Selain itu, Rasulullah juga mengajarkan doa ketika berbuka puasa. “Dzahaba zhama’u wabtallatil ‘uruq wa tsabatal ajru insya Allah.” Artinya, telah hilang rasa haus, urat-urat telah basah, dan pahala telah tetap, insya Allah.
Doa ini mengajarkan rasa syukur setelah seharian menahan diri. Doa orang yang berpuasa tidak hanya tentang permintaan duniawi. Kita boleh memohon rezeki, kesehatan, atau kemudahan urusan. Namun puasa juga waktu yang tepat untuk memohon ampunan, memperbaiki diri, dan meminta hati yang lebih bersih. Saat hati sedang lembut karena puasa, doa untuk perubahan diri terasa lebih dalam.
Banyak orang merasakan perubahan dalam hidupnya karena memanfaatkan momen puasa untuk berdoa dengan sungguh-sungguh. Ada yang berdoa agar diberi ketenangan dalam keluarga, lalu Allah mudahkan komunikasi di rumah. Ada yang berdoa agar dimudahkan dalam pekerjaan, lalu Allah bukakan jalan rezeki. Semua itu menunjukkan bahwa doa di waktu puasa bukanlah hal yang sia-sia.
Namun, penting juga untuk menjaga adab dalam berdoa. Berdoalah dengan yakin bahwa Allah Maha Mendengar. Jangan tergesa-gesa dan jangan berputus asa jika belum langsung melihat hasilnya. Allah bisa mengabulkan doa dengan berbagai cara: mengabulkan sesuai permintaan, menggantinya dengan yang lebih baik, atau menyimpannya sebagai pahala di akhirat. Puasa mengajarkan kita untuk sabar, dan doa mengajarkan kita untuk berharap. Ketika keduanya digabungkan, lahirlah kekuatan spiritual yang luar biasa. Seorang Muslim tidak hanya kuat secara fisik menahan lapar, tetapi juga kuat secara rohani karena selalu terhubung dengan Allah melalui doa.
Jadi, jangan lewatkan kesempatan emas ini. Saat berpuasa, perbanyaklah doa. Mintalah kebaikan dunia dan akhirat.

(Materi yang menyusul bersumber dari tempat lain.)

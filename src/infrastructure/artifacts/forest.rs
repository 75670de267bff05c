//! Random forest classifier over exported decision trees

use serde::Deserialize;

use super::linear::argmax;
use crate::domain::{ClassLabel, Classifier, DomainError, FeatureMatrix, SparseRow};

const ARTIFACT: &str = "classifier";
const LEAF: i64 = -1;

/// One fitted tree as parallel node arrays
///
/// Node `i` is a leaf when `children_left[i] == -1`; otherwise rows go left
/// when `x[feature[i]] <= threshold[i]`. `value[i]` holds per-class weights.
#[derive(Debug, Clone, Deserialize)]
pub struct TreeArtifact {
    pub children_left: Vec<i64>,
    pub children_right: Vec<i64>,
    pub feature: Vec<i64>,
    pub threshold: Vec<f64>,
    pub value: Vec<Vec<f64>>,
}

#[derive(Debug, Clone, Deserialize)]
pub struct RandomForestArtifact {
    pub classes: Vec<ClassLabel>,
    pub n_features: usize,
    pub trees: Vec<TreeArtifact>,
    #[serde(default)]
    pub name: Option<String>,
}

#[derive(Debug, Clone)]
enum Node {
    Split {
        feature: usize,
        threshold: f64,
        left: usize,
        right: usize,
    },
    /// Class distribution normalized to sum to one
    Leaf(Vec<f64>),
}

#[derive(Debug, Clone)]
struct DecisionTree {
    nodes: Vec<Node>,
}

impl DecisionTree {
    fn from_artifact(
        tree: TreeArtifact,
        index: usize,
        n_classes: usize,
        n_features: usize,
    ) -> Result<Self, DomainError> {
        let n_nodes = tree.children_left.len();
        let invalid = |message: String| {
            DomainError::artifact(ARTIFACT, format!("tree {}: {}", index, message))
        };

        if n_nodes == 0 {
            return Err(invalid("has no nodes".to_string()));
        }

        if tree.children_right.len() != n_nodes
            || tree.feature.len() != n_nodes
            || tree.threshold.len() != n_nodes
            || tree.value.len() != n_nodes
        {
            return Err(invalid("node arrays have different lengths".to_string()));
        }

        let mut nodes = Vec::with_capacity(n_nodes);

        for node in 0..n_nodes {
            let left = tree.children_left[node];

            if left == LEAF {
                let weights = &tree.value[node];
                if weights.len() != n_classes {
                    return Err(invalid(format!(
                        "leaf {} has {} class weights, expected {}",
                        node,
                        weights.len(),
                        n_classes
                    )));
                }
                nodes.push(Node::Leaf(normalized(weights)));
                continue;
            }

            let right = tree.children_right[node];
            let feature = tree.feature[node];

            // children always follow their parent, so traversal terminates
            let child_in_range = |child: i64| child > node as i64 && (child as usize) < n_nodes;
            if !child_in_range(left) || !child_in_range(right) {
                return Err(invalid(format!("node {} has out-of-range children", node)));
            }

            if feature < 0 || feature as usize >= n_features {
                return Err(invalid(format!(
                    "node {} splits on feature {} of {}",
                    node, feature, n_features
                )));
            }

            nodes.push(Node::Split {
                feature: feature as usize,
                threshold: tree.threshold[node],
                left: left as usize,
                right: right as usize,
            });
        }

        Ok(Self { nodes })
    }

    fn leaf(&self, row: &SparseRow) -> &[f64] {
        let mut node = 0;
        loop {
            match &self.nodes[node] {
                Node::Leaf(distribution) => return distribution,
                Node::Split {
                    feature,
                    threshold,
                    left,
                    right,
                } => {
                    node = if row.get(*feature) <= *threshold {
                        *left
                    } else {
                        *right
                    };
                }
            }
        }
    }
}

fn normalized(weights: &[f64]) -> Vec<f64> {
    let sum: f64 = weights.iter().sum();
    if sum > 0.0 {
        weights.iter().map(|w| w / sum).collect()
    } else {
        vec![0.0; weights.len()]
    }
}

/// Averages leaf class distributions across trees
#[derive(Debug, Clone)]
pub struct RandomForestClassifier {
    name: String,
    classes: Vec<ClassLabel>,
    n_features: usize,
    trees: Vec<DecisionTree>,
}

impl RandomForestClassifier {
    pub fn from_artifact(artifact: RandomForestArtifact) -> Result<Self, DomainError> {
        let n_classes = artifact.classes.len();

        if n_classes == 0 {
            return Err(DomainError::artifact(ARTIFACT, "forest has no classes"));
        }

        if artifact.trees.is_empty() {
            return Err(DomainError::artifact(ARTIFACT, "forest has no trees"));
        }

        let trees = artifact
            .trees
            .into_iter()
            .enumerate()
            .map(|(i, tree)| DecisionTree::from_artifact(tree, i, n_classes, artifact.n_features))
            .collect::<Result<Vec<_>, _>>()?;

        Ok(Self {
            name: artifact
                .name
                .unwrap_or_else(|| "RandomForestClassifier".to_string()),
            classes: artifact.classes,
            n_features: artifact.n_features,
            trees,
        })
    }

    pub fn n_trees(&self) -> usize {
        self.trees.len()
    }

    fn row_proba(&self, row: &SparseRow) -> Vec<f64> {
        let mut totals = vec![0.0; self.classes.len()];

        for tree in &self.trees {
            for (total, p) in totals.iter_mut().zip(tree.leaf(row)) {
                *total += p;
            }
        }

        let n_trees = self.trees.len() as f64;
        totals.into_iter().map(|t| t / n_trees).collect()
    }

    fn check_width(&self, features: &FeatureMatrix) -> Result<(), DomainError> {
        if features.n_features() != self.n_features {
            return Err(DomainError::inference(format!(
                "{} expects {} features, got {}",
                self.name,
                self.n_features,
                features.n_features()
            )));
        }
        Ok(())
    }
}

impl Classifier for RandomForestClassifier {
    fn name(&self) -> &str {
        &self.name
    }

    fn classes(&self) -> &[ClassLabel] {
        &self.classes
    }

    fn predict(&self, features: &FeatureMatrix) -> Result<Vec<ClassLabel>, DomainError> {
        self.check_width(features)?;

        Ok(features
            .rows()
            .iter()
            .map(|row| self.classes[argmax(&self.row_proba(row))].clone())
            .collect())
    }

    fn predict_proba(
        &self,
        features: &FeatureMatrix,
    ) -> Result<Option<Vec<Vec<f64>>>, DomainError> {
        self.check_width(features)?;

        Ok(Some(
            features
                .rows()
                .iter()
                .map(|row| self.row_proba(row))
                .collect(),
        ))
    }
}

#[cfg(test)]
mod tests {
    use super::*;

    /// Splits on feature `f`: left leaf favours class 0, right leaf class 1
    fn stump(feature: i64, left: [f64; 2], right: [f64; 2]) -> TreeArtifact {
        TreeArtifact {
            children_left: vec![1, LEAF, LEAF],
            children_right: vec![2, LEAF, LEAF],
            feature: vec![feature, -2, -2],
            threshold: vec![0.5, -2.0, -2.0],
            value: vec![vec![5.0, 5.0], left.to_vec(), right.to_vec()],
        }
    }

    fn forest() -> RandomForestClassifier {
        RandomForestClassifier::from_artifact(RandomForestArtifact {
            classes: vec![ClassLabel::Index(0), ClassLabel::Index(1)],
            n_features: 2,
            trees: vec![stump(0, [4.0, 0.0], [0.0, 4.0]), stump(1, [1.0, 3.0], [3.0, 1.0])],
            name: None,
        })
        .unwrap()
    }

    fn matrix(rows: Vec<Vec<(usize, f64)>>) -> FeatureMatrix {
        FeatureMatrix::new(2, rows.into_iter().map(SparseRow::from_pairs).collect())
    }

    #[test]
    fn test_predict_proba_averages_trees() {
        let model = forest();
        let features = matrix(vec![vec![(0, 1.0)], vec![(1, 1.0)], vec![]]);

        let probs = model.predict_proba(&features).unwrap().unwrap();

        // row 0: tree0 right [0,1], tree1 left [.25,.75]
        assert!((probs[0][1] - 0.875).abs() < 1e-12);
        // row 1: tree0 left [1,0], tree1 right [.75,.25]
        assert!((probs[1][0] - 0.875).abs() < 1e-12);
        // row 2: tree0 left [1,0], tree1 left [.25,.75]
        assert!((probs[2][0] - 0.625).abs() < 1e-12);
    }

    #[test]
    fn test_predict_takes_argmax() {
        let model = forest();
        let features = matrix(vec![vec![(0, 1.0)], vec![(1, 1.0)], vec![]]);

        assert_eq!(
            model.predict(&features).unwrap(),
            vec![ClassLabel::Index(1), ClassLabel::Index(0), ClassLabel::Index(0)]
        );
        assert_eq!(model.name(), "RandomForestClassifier");
        assert_eq!(model.n_trees(), 2);
    }

    #[test]
    fn test_rejects_backwards_children() {
        let mut tree = stump(0, [1.0, 0.0], [0.0, 1.0]);
        tree.children_left[0] = 0;

        let result = RandomForestClassifier::from_artifact(RandomForestArtifact {
            classes: vec![ClassLabel::Index(0), ClassLabel::Index(1)],
            n_features: 2,
            trees: vec![tree],
            name: None,
        });

        assert!(result.is_err());
    }

    #[test]
    fn test_rejects_feature_out_of_range() {
        let result = RandomForestClassifier::from_artifact(RandomForestArtifact {
            classes: vec![ClassLabel::Index(0), ClassLabel::Index(1)],
            n_features: 2,
            trees: vec![stump(7, [1.0, 0.0], [0.0, 1.0])],
            name: None,
        });

        assert!(result.unwrap_err().to_string().contains("feature 7"));
    }

    #[test]
    fn test_rejects_leaf_class_mismatch() {
        let mut tree = stump(0, [1.0, 0.0], [0.0, 1.0]);
        tree.value[1] = vec![1.0, 0.0, 0.0];

        let result = RandomForestClassifier::from_artifact(RandomForestArtifact {
            classes: vec![ClassLabel::Index(0), ClassLabel::Index(1)],
            n_features: 2,
            trees: vec![tree],
            name: None,
        });

        assert!(result.is_err());
    }

    #[test]
    fn test_rejects_empty_forest() {
        let result = RandomForestClassifier::from_artifact(RandomForestArtifact {
            classes: vec![ClassLabel::Index(0)],
            n_features: 2,
            trees: Vec::new(),
            name: None,
        });

        assert!(result.is_err());
    }

    #[test]
    fn test_width_mismatch() {
        let features = FeatureMatrix::new(3, vec![SparseRow::default()]);

        assert!(forest().predict(&features).is_err());
    }
}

Curahkan isi hati kepada Allah dengan penuh keyakinan. Karena sebagaimana sabda Rasulullah, doa orang yang berpuasa termasuk yang tidak tertolak. Semoga setiap doa yang kita panjatkan di bulan Ramadan dan di hari-hari puasa lainnya menjadi jalan turunnya rahmat dan keberkahan dalam hidup kita.**
*Penulis adalah Kepala MAN 1 Pontianak.